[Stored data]
- - - - - - -
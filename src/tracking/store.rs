use anyhow::{Context, Result};
use std::io::Write;
use std::path::{Path, PathBuf};

/// Flat file holding one line of `;`-terminated identifiers per priority
/// bucket. Loaded at the start of a cycle and replaced whole at the end.
pub struct StateStore {
    path: PathBuf,
}

impl StateStore {
    pub fn new(path: impl Into<PathBuf>) -> Self {
        Self { path: path.into() }
    }

    pub fn path(&self) -> &Path {
        &self.path
    }

    /// Read every stored line. A missing file is created empty.
    pub fn load(&self) -> Result<Vec<String>> {
        if !self.path.exists() {
            if let Some(parent) = self.path.parent() {
                std::fs::create_dir_all(parent)
                    .with_context(|| format!("Failed to create {}", parent.display()))?;
            }
            std::fs::File::create(&self.path)
                .with_context(|| format!("Failed to create {}", self.path.display()))?;
            tracing::info!(path = %self.path.display(), "Created empty state file");
            return Ok(Vec::new());
        }
        let contents = std::fs::read_to_string(&self.path)
            .with_context(|| format!("Failed to read {}", self.path.display()))?;
        Ok(contents
            .lines()
            .map(|line| line.trim_end_matches('\r').to_string())
            .collect())
    }

    /// Replace the file with `lines`, one per line. Written to a sibling
    /// temporary file first and renamed over the target.
    pub fn save(&self, lines: &[String]) -> Result<()> {
        if let Some(parent) = self.path.parent() {
            std::fs::create_dir_all(parent)
                .with_context(|| format!("Failed to create {}", parent.display()))?;
        }
        let tmp_path = self.tmp_path();
        if let Err(e) = self.replace_with(&tmp_path, lines) {
            // A directory at the temp path is not ours to remove.
            if tmp_path.is_file() {
                let _ = std::fs::remove_file(&tmp_path);
            }
            return Err(e);
        }
        tracing::info!(path = %self.path.display(), buckets = lines.len(), "State file saved");
        Ok(())
    }

    fn replace_with(&self, tmp_path: &Path, lines: &[String]) -> Result<()> {
        {
            let mut file = std::fs::File::create(tmp_path)
                .with_context(|| format!("Failed to create {}", tmp_path.display()))?;
            for line in lines {
                writeln!(file, "{line}")
                    .with_context(|| format!("Failed to write {}", tmp_path.display()))?;
            }
            file.sync_all()
                .with_context(|| format!("Failed to flush {}", tmp_path.display()))?;
        }
        std::fs::rename(tmp_path, &self.path).with_context(|| {
            format!(
                "Failed to replace {} with {}",
                self.path.display(),
                tmp_path.display()
            )
        })?;
        Ok(())
    }

    fn tmp_path(&self) -> PathBuf {
        let name = format!(
            ".{}.tmp-{}",
            self.path
                .file_name()
                .and_then(|n| n.to_str())
                .unwrap_or("state"),
            std::process::id()
        );
        match self.path.parent() {
            Some(parent) => parent.join(name),
            None => PathBuf::from(name),
        }
    }
}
- - - - - - -
**What is expected:**
For each line in the entries that contains the string "empty", make a copy.

**Problem solution:**
    /// Read every stored line. A missing file is created empty.
            tracing::info!(path = %self.path.display(), "Created empty state file");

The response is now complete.